I've already juiced your money, slaughtered your job, and torched your home... now it's your turn

So how's Gordo getting on with that re-re-re-relaunch?

According to the leaks, it comprises just two items: £100m on laptops for poor kids so they can play on pirated copies of MadWorld (pic above), and £600m on fuel vouchers for his chosen clients (ie families on welfare). All the rest of us will get is the bill.

And it looks like this whole shoot-em-up nightmare is rampaging into our homes faster than you can say In the name of God go!

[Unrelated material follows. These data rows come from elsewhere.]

use crate::timer::{CountdownTimer, Tick};
use pomo_ipc::{TimerState, TimerStatus, TodoItem};
use serde::{Deserialize, Serialize};
use std::io::Write;
use tracing::warn;

#[derive(Serialize, Deserialize)]
pub struct App {
    pub todos: Vec<TodoItem>,
    pub next_todo_id: u32,
    pub selected_todo: usize,
    pub notes: String,
    pub timer: CountdownTimer,
    #[serde(skip)]
    pub mode: AppMode,
    #[serde(skip)]
    pub input_buffer: String,
    #[serde(skip)]
    pub should_quit: bool,
}

#[derive(Default, Clone, PartialEq, Debug)]
pub enum AppMode {
    #[default]
    Normal,
    AddingTodo,
    EditingNotes,
    EditingFocus,
    EditingBreak,
    UpdatePrompt,
}

impl App {
    pub fn new() -> Self {
        Self {
            todos: vec![],
            next_todo_id: 1,
            selected_todo: 0,
            notes: String::new(),
            timer: CountdownTimer::new(),
            mode: AppMode::Normal,
            input_buffer: String::new(),
            should_quit: false,
        }
    }

    /// Fix up state freshly loaded from disk: the countdown always restarts
    /// idle at the focus duration, and indices must point at real todos.
    pub fn normalize(&mut self) {
        self.timer.reset(true);
        if self.todos.is_empty() {
            self.selected_todo = 0;
        } else if self.selected_todo >= self.todos.len() {
            self.selected_todo = self.todos.len() - 1;
        }
        let min_free_id = self.todos.iter().map(|t| t.id + 1).max().unwrap_or(1);
        self.next_todo_id = self.next_todo_id.max(min_free_id);
    }

    pub fn add_todo(&mut self, title: String) {
        if title.is_empty() {
            return;
        }
        self.todos.push(TodoItem {
            id: self.next_todo_id,
            title,
            done: false,
        });
        self.next_todo_id += 1;
    }

    pub fn toggle_todo(&mut self, id: u32) -> bool {
        match self.todos.iter_mut().find(|t| t.id == id) {
            Some(todo) => {
                todo.done = !todo.done;
                true
            }
            None => false,
        }
    }

    pub fn remove_todo(&mut self, id: u32) -> bool {
        let before = self.todos.len();
        self.todos.retain(|t| t.id != id);
        if self.todos.is_empty() {
            self.selected_todo = 0;
        } else if self.selected_todo >= self.todos.len() {
            self.selected_todo = self.todos.len() - 1;
        }
        self.todos.len() != before
    }

    pub fn toggle_selected_todo(&mut self) {
        if let Some(todo) = self.todos.get(self.selected_todo) {
            let id = todo.id;
            self.toggle_todo(id);
        }
    }

    pub fn remove_selected_todo(&mut self) {
        if let Some(todo) = self.todos.get(self.selected_todo) {
            let id = todo.id;
            self.remove_todo(id);
        }
    }

    pub fn move_selection_up(&mut self) {
        self.selected_todo = self.selected_todo.saturating_sub(1);
    }

    pub fn move_selection_down(&mut self) {
        if !self.todos.is_empty() {
            self.selected_todo = (self.selected_todo + 1).min(self.todos.len() - 1);
        }
    }

    pub fn handle_char(&mut self, c: char) {
        match self.mode {
            AppMode::AddingTodo => {
                if c == '\n' {
                    if !self.input_buffer.is_empty() {
                        self.add_todo(self.input_buffer.clone());
                    }
                    self.input_buffer.clear();
                    self.mode = AppMode::Normal;
                } else {
                    self.input_buffer.push(c);
                }
            }
            // Notes keep their newlines; the editor commits on Esc instead.
            AppMode::EditingNotes => self.input_buffer.push(c),
            AppMode::EditingFocus => {
                if c == '\n' {
                    if let Ok(minutes) = self.input_buffer.parse() {
                        self.timer.set_focus_minutes(minutes);
                    }
                    self.input_buffer.clear();
                    self.mode = AppMode::Normal;
                } else if c.is_numeric() {
                    self.input_buffer.push(c);
                }
            }
            AppMode::EditingBreak => {
                if c == '\n' {
                    if let Ok(minutes) = self.input_buffer.parse() {
                        self.timer.set_break_minutes(minutes);
                    }
                    self.input_buffer.clear();
                    self.mode = AppMode::Normal;
                } else if c.is_numeric() {
                    self.input_buffer.push(c);
                }
            }
            _ => {}
        }
    }

    pub fn handle_backspace(&mut self) {
        if matches!(
            self.mode,
            AppMode::AddingTodo
                | AppMode::EditingNotes
                | AppMode::EditingFocus
                | AppMode::EditingBreak
        ) {
            self.input_buffer.pop();
        }
    }

    pub fn open_notes_editor(&mut self) {
        self.input_buffer = self.notes.clone();
        self.mode = AppMode::EditingNotes;
    }

    pub fn commit_notes(&mut self) {
        self.notes = self.input_buffer.clone();
        self.input_buffer.clear();
        self.mode = AppMode::Normal;
    }

    /// Advance the countdown by one logical second. Returns true when this
    /// tick completed the countdown.
    pub fn tick_timer(&mut self) -> bool {
        self.timer.tick() == Tick::Completed
    }

    pub fn timer_status(&self) -> TimerStatus {
        TimerStatus {
            state: if self.timer.is_running() {
                TimerState::Running
            } else {
                TimerState::Idle
            },
            remaining: self.timer.remaining(),
            total: self.timer.target(),
        }
    }

    pub fn notify_timer_finished(&self) {
        ring_bell();
        if let Err(e) = notify_rust::Notification::new()
            .summary("Pomodoro Finished")
            .body("Time for a break!")
            .appname("pomo")
            .show()
        {
            warn!("Failed to send notification: {}", e);
        }
    }
}

fn ring_bell() {
    let mut stdout = std::io::stdout();
    let _ = stdout.write_all(b"\x07");
    let _ = stdout.flush();
}

#[cfg(test)]
mod tests {
    use super::*;

    #[test]
    fn empty_titles_are_ignored() {
        let mut app = App::new();
        app.add_todo(String::new());
        assert!(app.todos.is_empty());
        app.add_todo("real".to_string());
        assert_eq!(app.todos.len(), 1);
    }

    #[test]
    fn todo_ids_are_unique_and_stable() {
        let mut app = App::new();
        app.add_todo("a".to_string());
        app.add_todo("b".to_string());
        let first = app.todos[0].id;
        app.remove_todo(first);
        app.add_todo("c".to_string());
        assert_eq!(app.todos.len(), 2);
        assert_ne!(app.todos[0].id, app.todos[1].id);
    }

    #[test]
    fn toggle_flips_done_in_place() {
        let mut app = App::new();
        app.add_todo("a".to_string());
        let id = app.todos[0].id;
        assert!(app.toggle_todo(id));
        assert!(app.todos[0].done);
        assert!(app.toggle_todo(id));
        assert!(!app.todos[0].done);
        assert!(!app.toggle_todo(999));
    }

    #[test]
    fn removal_clamps_the_selection() {
        let mut app = App::new();
        app.add_todo("a".to_string());
        app.add_todo("b".to_string());
        app.selected_todo = 1;
        app.remove_selected_todo();
        assert_eq!(app.selected_todo, 0);
        app.remove_selected_todo();
        assert!(app.todos.is_empty());
        assert_eq!(app.selected_todo, 0);
    }

    #[test]
    fn adding_todo_commits_on_enter() {
        let mut app = App::new();
        app.mode = AppMode::AddingTodo;
        for c in "read rfc".chars() {
            app.handle_char(c);
        }
        app.handle_char('\n');
        assert_eq!(app.mode, AppMode::Normal);
        assert_eq!(app.todos.len(), 1);
        assert_eq!(app.todos[0].title, "read rfc");
        assert!(app.input_buffer.is_empty());
    }

    #[test]
    fn notes_editor_keeps_newlines_until_committed() {
        let mut app = App::new();
        app.notes = "old".to_string();
        app.open_notes_editor();
        assert_eq!(app.input_buffer, "old");

        app.handle_char('\n');
        app.handle_char('x');
        assert_eq!(app.notes, "old");

        app.commit_notes();
        assert_eq!(app.notes, "old\nx");
        assert_eq!(app.mode, AppMode::Normal);
    }

    #[test]
    fn duration_input_accepts_digits_only() {
        let mut app = App::new();
        app.mode = AppMode::EditingFocus;
        for c in "4x5".chars() {
            app.handle_char(c);
        }
        assert_eq!(app.input_buffer, "45");
        app.handle_char('\n');
        assert_eq!(app.timer.focus_secs(), 45 * 60);
        // Current countdown untouched until the next reset.
        assert_eq!(app.timer.remaining(), crate::timer::DEFAULT_FOCUS_SECS);
    }

    #[test]
    fn status_reflects_timer_state() {
        let mut app = App::new();
        let status = app.timer_status();
        assert_eq!(status.state, TimerState::Idle);
        assert_eq!(status.remaining, status.total);

        app.timer.start();
        app.tick_timer();
        let status = app.timer_status();
        assert_eq!(status.state, TimerState::Running);
        assert_eq!(status.remaining, status.total - 1);
    }
}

  • Inflation acceleratingCPI currently 4.4% and RPI 5%. The Governor of the Bank of England - the man charged with keeping it at 2% - admits it will go higher still
  • Sterling collapsing - against our trade weighted basket of currencies, sterling is now down 13% over the last year... and the inflation pressure is up even further
  • Unemployment taking off - now up to 5.4%... so just since Tuesday, theMisery Index has pushed up a further 0.2% to 10.4% (compared to just 9.6% in May 1997)
  • Public finances disintegrating - in the first three months of this financial year the government clocked up a £20.4bn deficit, £8bn worse than last year... the collapse in the housing market on its own means a £3-4bn budgetary hole, and this morning's FT brought news that Merrill Lynch is charging $29bn of its global sub-prime losses against UK tax - which means they will pay no UK tax at all for several decades! (HTP Joan W)
  • Home repossessions soaring - despite constant assurances that "it was much worse under the Tories", the latest stats for home repossession orders show they are already running at around 112,000 pa (2008 H1 sa), and climbing fast; that's actually only 30,000 less than the 143,000 recorded at the height of the Tory mess in 1991... so watch this space (and remember the stats next time Yvette Cooper tries to make out the Tories were worse).

So WTF are you going to do?

It's too late to say you're sorry for ever voting in these clotheads, and I'm afraid you've missed the boat on switching everything into gold bars and shipping out. So you're stuck.

I suggest you arm yourself with a big chainsaw.